Baked Haddock with Lemon Capers (Print)

Tender haddock baked with lemon, capers, garlic, and fresh herbs for a flavorful, easy seafood main.

# What You Need:

→ Fish

01 - 4 skinless, boneless haddock fillets (5 oz each)

→ Marinade & Seasoning

02 - 3 tablespoons olive oil
03 - 1 large lemon, zest and juice
04 - 2 tablespoons capers, rinsed and drained
05 - 2 garlic cloves, minced
06 - 1 teaspoon sea salt
07 - 1/2 teaspoon freshly ground black pepper
08 - 2 tablespoons fresh parsley, finely chopped
09 - 1 tablespoon fresh dill, chopped (optional)

→ Garnish

10 - Lemon slices for serving
11 - Extra fresh parsley, chopped

# How To Make It:

01 - Preheat the oven to 400°F. Lightly grease a baking dish sufficient to hold fillets in a single layer.
02 - Pat haddock fillets dry with paper towels and arrange evenly in the baking dish.
03 - Whisk together olive oil, lemon zest and juice, capers, minced garlic, salt, pepper, parsley, and dill if using.
04 - Spoon the marinade uniformly over the haddock fillets, ensuring full coverage.
05 - Bake uncovered for 15 to 20 minutes until fish is opaque and flakes easily with a fork.
06 - Remove from oven and garnish with fresh lemon slices and extra parsley.

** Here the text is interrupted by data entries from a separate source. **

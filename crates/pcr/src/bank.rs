//! The bank quality heuristic used when a caller asks for "the best PCR
//! bank" instead of naming one explicitly.

use crate::hash::HashAlg;
use crate::selection::FULL_MASK;
use crate::value::PcrValue;
use tpmseal_core::{Error, Result};

/// A bank is *usable* iff it has at least 24 PCRs and all 24 bits are
/// enabled in its allocation mask.
pub fn is_usable(pcr_count: u32, allocated_mask: u32) -> bool {
    pcr_count >= 24 && allocated_mask & FULL_MASK == FULL_MASK
}

/// A bank is *good* iff usable and at least one of the sampled PCR
/// digests is neither all-zero nor all-0xFF.
pub fn is_good(usable: bool, sampled_values: &[PcrValue]) -> bool {
    usable && sampled_values.iter().any(|v| !v.is_boring_digest())
}

/// Observed status of one candidate bank.
#[derive(Debug, Clone, Copy)]
pub struct BankStatus {
    pub bank: HashAlg,
    pub usable: bool,
    pub good: bool,
}

/// Result of automatic bank selection.
#[derive(Debug, Clone, Copy, PartialEq, Eq)]
pub struct BankChoice {
    pub bank: HashAlg,
    /// True if this choice is a fallback that warrants the visible
    /// "reduces the security level substantially" warning.
    pub reduced_security: bool,
}

/// Pick a bank for automatic PCR binding, in preference order:
/// SHA-256 good > SHA-1 good > SHA-256 usable > SHA-1 usable.
///
/// Logs a warning at each fallback tier, and fails with `Unsupported` if
/// no SHA-1/SHA-256 bank qualifies at all.
pub fn select_bank(statuses: &[BankStatus]) -> Result<BankChoice> {
    let find = |bank: HashAlg, good_only: bool| {
        statuses
            .iter()
            .find(|s| s.bank == bank && (if good_only { s.good } else { s.usable }))
    };

    if let Some(s) = find(HashAlg::Sha256, true) {
        return Ok(BankChoice { bank: s.bank, reduced_security: false });
    }
    if let Some(s) = find(HashAlg::Sha1, true) {
        tracing::warn!(
            "falling back to the SHA-1 PCR bank (no good SHA-256 bank found); \
             this reduces the security level substantially"
        );
        return Ok(BankChoice { bank: s.bank, reduced_security: true });
    }
    if let Some(s) = find(HashAlg::Sha256, false) {
        tracing::warn!(
            "no PCR bank has a non-trivial measurement; binding to SHA-256 anyway; \
             this reduces the security level substantially"
        );
        return Ok(BankChoice { bank: s.bank, reduced_security: true });
    }
    if let Some(s) = find(HashAlg::Sha1, false) {
        tracing::warn!(
            "falling back to an unvalidated SHA-1 PCR bank; \
             this reduces the security level substantially"
        );
        return Ok(BankChoice { bank: s.bank, reduced_security: true });
    }

    Err(Error::Unsupported(
        "no SHA-1 or SHA-256 PCR bank qualifies for sealing".to_string(),
    ))
}

#[cfg(test)]
mod tests {
    use super::*;

    fn boring(bank: HashAlg, index: u8) -> PcrValue {
        PcrValue { bank, index, digest: Some(vec![0u8; bank.digest_size()]) }
    }

    fn interesting(bank: HashAlg, index: u8) -> PcrValue {
        let mut d = vec![0u8; bank.digest_size()];
        d[0] = 0x42;
        PcrValue { bank, index, digest: Some(d) }
    }

    #[test]
    fn usable_requires_full_mask_and_24_pcrs() {
        assert!(is_usable(24, FULL_MASK));
        assert!(!is_usable(23, FULL_MASK));
        assert!(!is_usable(24, FULL_MASK >> 1));
    }

    #[test]
    fn good_requires_usable_and_a_non_boring_digest() {
        assert!(is_good(true, &[interesting(HashAlg::Sha256, 7)]));
        assert!(!is_good(true, &[boring(HashAlg::Sha256, 7)]));
        assert!(!is_good(false, &[interesting(HashAlg::Sha256, 7)]));
    }

    #[test]
    fn prefers_sha256_good_over_everything_else() {
        let statuses = [
            BankStatus { bank: HashAlg::Sha1, usable: true, good: true },
            BankStatus { bank: HashAlg::Sha256, usable: true, good: true },
        ];
        let choice = select_bank(&statuses).unwrap();
        assert_eq!(choice, BankChoice { bank: HashAlg::Sha256, reduced_security: false });
    }

    #[test]
    fn falls_back_to_sha1_good_with_warning() {
        let statuses = [
            BankStatus { bank: HashAlg::Sha256, usable: true, good: false },
            BankStatus { bank: HashAlg::Sha1, usable: true, good: true },
        ];
        let choice = select_bank(&statuses).unwrap();
        assert_eq!(choice, BankChoice { bank: HashAlg::Sha1, reduced_security: true });
    }

    #[test]
    fn falls_back_to_sha256_usable_when_nothing_is_good() {
        let statuses = [BankStatus { bank: HashAlg::Sha256, usable: true, good: false }];
        let choice = select_bank(&statuses).unwrap();
        assert_eq!(choice, BankChoice { bank: HashAlg::Sha256, reduced_security: true });
    }

    #[test]
    fn fails_when_no_bank_qualifies() {
        let statuses = [BankStatus { bank: HashAlg::Sha384, usable: true, good: true }];
        assert!(select_bank(&statuses).is_err());
    }
}
//! Per-field extraction strategies over a located document.
//!
//! Every extractor takes the normalized document plus the location index
//! and returns a `String`. A field whose location slot is empty, or whose
//! located neighborhood yields nothing, comes back as an empty string; the
//! validator decides later whether that matters.

use crate::document::{Document, DocumentBlock};

use super::locator::LocationIndex;
use super::rules::patterns::{
    DECIMAL_NUMBER, DIMENSION, MANIFEST_TOKEN, POSTAL_CODE, WEIGHT_UNIT,
};
use super::rules::{HandlingInstruction, ServiceType};

/// Separator between accumulated address fragments.
const FRAGMENT_SEPARATOR: &str = ", ";

/// The located block's sole line, when the slot holds a location.
fn located_line(document: &Document, slot: Option<usize>) -> Option<&str> {
    document
        .block(slot?)?
        .lines
        .first()
        .map(String::as_str)
}

/// The located block's lines, or an empty slice when the slot is empty.
fn located_lines(document: &Document, slot: Option<usize>) -> &[String] {
    slot.and_then(|idx| document.block(idx))
        .map(|block| block.lines.as_slice())
        .unwrap_or(&[])
}

/// Text after the last colon when one is present, the whole line otherwise.
/// Strips "PIN:"-style label prefixes off value lines.
fn after_last_colon(line: &str) -> String {
    match line.rfind(':') {
        Some(pos) => line[pos + 1..].trim().to_string(),
        None => line.to_string(),
    }
}

/// Append `line` to `address`, separating fragments with ", ".
fn push_fragment(address: &mut String, line: &str) {
    if !address.is_empty() {
        address.push_str(FRAGMENT_SEPARATOR);
    }
    address.push_str(line);
}

/// Service type: the first vocabulary name found in the located block.
pub(crate) fn service_type(document: &Document, index: &LocationIndex) -> String {
    located_lines(document, index.service)
        .iter()
        .find_map(|line| ServiceType::find_in(line))
        .map(|service| service.as_str().to_string())
        .unwrap_or_default()
}

/// Handling instruction: the canonical vocabulary form of the located line.
pub(crate) fn instruction(document: &Document, index: &LocationIndex) -> String {
    located_lines(document, index.instruction)
        .iter()
        .find_map(|line| HandlingInstruction::match_line(line))
        .map(|instruction| instruction.as_str().to_string())
        .unwrap_or_default()
}

/// Postal code: the pattern match inside the located block's sole line.
pub(crate) fn postal_code(document: &Document, index: &LocationIndex) -> String {
    located_line(document, index.postal_code)
        .and_then(|line| POSTAL_CODE.find(line))
        .map(|m| m.as_str().to_string())
        .unwrap_or_default()
}

/// Dimensions: the located block's sole line, verbatim.
pub(crate) fn dimension(document: &Document, index: &LocationIndex) -> String {
    located_line(document, index.dimension)
        .map(str::to_string)
        .unwrap_or_default()
}

/// Tracking PIN: the located line minus any label prefix.
pub(crate) fn track_pin(document: &Document, index: &LocationIndex) -> String {
    located_line(document, index.track_pin)
        .map(after_last_colon)
        .unwrap_or_default()
}

/// Reference: the header line's text after its last colon.
pub(crate) fn reference(document: &Document, index: &LocationIndex) -> String {
    let Some((block_idx, line_idx)) = index.reference else {
        return String::new();
    };
    document
        .block(block_idx)
        .and_then(|block| block.lines.get(line_idx))
        .map(|line| after_last_colon(line))
        .unwrap_or_default()
}

/// Destination address: every line after the header, walking forward across
/// blocks, until the accumulated text carries a postal code or a handling
/// instruction block is reached. Instruction blocks are excluded entirely;
/// the label prints handling tags directly beneath the destination and they
/// are never part of the address.
pub(crate) fn to_address(document: &Document, index: &LocationIndex) -> String {
    let Some((header_block, header_line)) = index.to_header else {
        return String::new();
    };

    let mut address = String::new();

    if let Some(block) = document.block(header_block) {
        for line in block.lines.iter().skip(header_line + 1) {
            push_fragment(&mut address, line);
        }
    }

    for block in document.blocks.iter().skip(header_block + 1) {
        if POSTAL_CODE.is_match(&address) {
            break;
        }
        if holds_instruction(block) {
            break;
        }
        for line in &block.lines {
            push_fragment(&mut address, line);
        }
    }

    address
}

/// Sender address: the same forward walk as the destination, except that
/// package metadata blocks interleaved with the sender section (dimensions,
/// weight figures, manifest tags) are skipped without ending the walk.
pub(crate) fn from_address(document: &Document, index: &LocationIndex) -> String {
    let Some((header_block, header_line)) = index.from_header else {
        return String::new();
    };

    let mut address = String::new();

    if let Some(block) = document.block(header_block) {
        for line in block.lines.iter().skip(header_line + 1) {
            push_fragment(&mut address, line);
        }
    }

    for block in document.blocks.iter().skip(header_block + 1) {
        if POSTAL_CODE.is_match(&address) {
            break;
        }
        if is_package_metadata(block) {
            continue;
        }
        for line in &block.lines {
            push_fragment(&mut address, line);
        }
    }

    address
}

/// Weight: a decimal figure on or near the weight-unit header line, with
/// the fixed "kg" suffix appended. On most labels the figure shares the
/// header line ("1.588 KG"); on the rest it sits in one of the few blocks
/// printed just above, with the dimension and sender-header blocks
/// interleaved between.
pub(crate) fn weight(
    document: &Document,
    index: &LocationIndex,
    search_window: usize,
) -> String {
    let Some(header_block) = index.weight_unit else {
        return String::new();
    };

    if let Some(first) = document.block(header_block).and_then(|b| b.lines.first()) {
        if let Some(m) = DECIMAL_NUMBER.find(first) {
            return format!("{}kg", m.as_str());
        }
    }

    let skip_dimension = index.dimension;
    let skip_from = index.from_header.map(|(block, _)| block);

    for offset in 1..=search_window {
        let Some(block_idx) = header_block.checked_sub(offset) else {
            break;
        };
        if Some(block_idx) == skip_dimension || Some(block_idx) == skip_from {
            continue;
        }
        let Some(block) = document.block(block_idx) else {
            continue;
        };
        if let Some(m) = block.lines.iter().find_map(|line| DECIMAL_NUMBER.find(line)) {
            return format!("{}kg", m.as_str());
        }
    }

    // No bare unit suffix: either a figure was found or the field is empty.
    String::new()
}

fn holds_instruction(block: &DocumentBlock) -> bool {
    block
        .lines
        .iter()
        .any(|line| HandlingInstruction::match_line(line).is_some())
}

/// Package metadata printed between the sender header and the rest of the
/// sender address: dimension strings, weight figures, the weight unit line,
/// manifest tags.
fn is_package_metadata(block: &DocumentBlock) -> bool {
    block.lines.iter().any(|line| {
        DIMENSION.is_match(line)
            || line.contains(WEIGHT_UNIT)
            || DECIMAL_NUMBER.is_match(line)
            || line.to_uppercase().contains(MANIFEST_TOKEN)
    })
}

Serve immediately.

# Expert Advice:

01 -
  • It's ready in 30 minutes, which means you can pull off an elegant dinner without the stress.
  • The fish stays impossibly tender and moist because the lemon and oil do all the flavoring work while it bakes.
  • Capers and fresh herbs make it taste restaurant-quality but tastes simple enough to become your weeknight go-to.
02 -
  • Don't skip patting the fish dry. I learned this the hard way when I served soggy fillets at a dinner party and have never forgotten the disappointment.
  • Fish cooks fast, so set a timer and check at 15 minutes. Overcooked haddock turns from tender to rubbery in about 90 seconds.
  • Fresh lemon juice matters more than bottled. The difference tastes like the difference between a good day and a bad one.
03 -
  • Buy the thickest haddock fillets you can find. Thin ones bake through too quickly and dry out while you're turning to get the butter.
  • Zest your lemon before you juice it, or you'll end up chasing juice all over the cutting board. I learned this the messy way.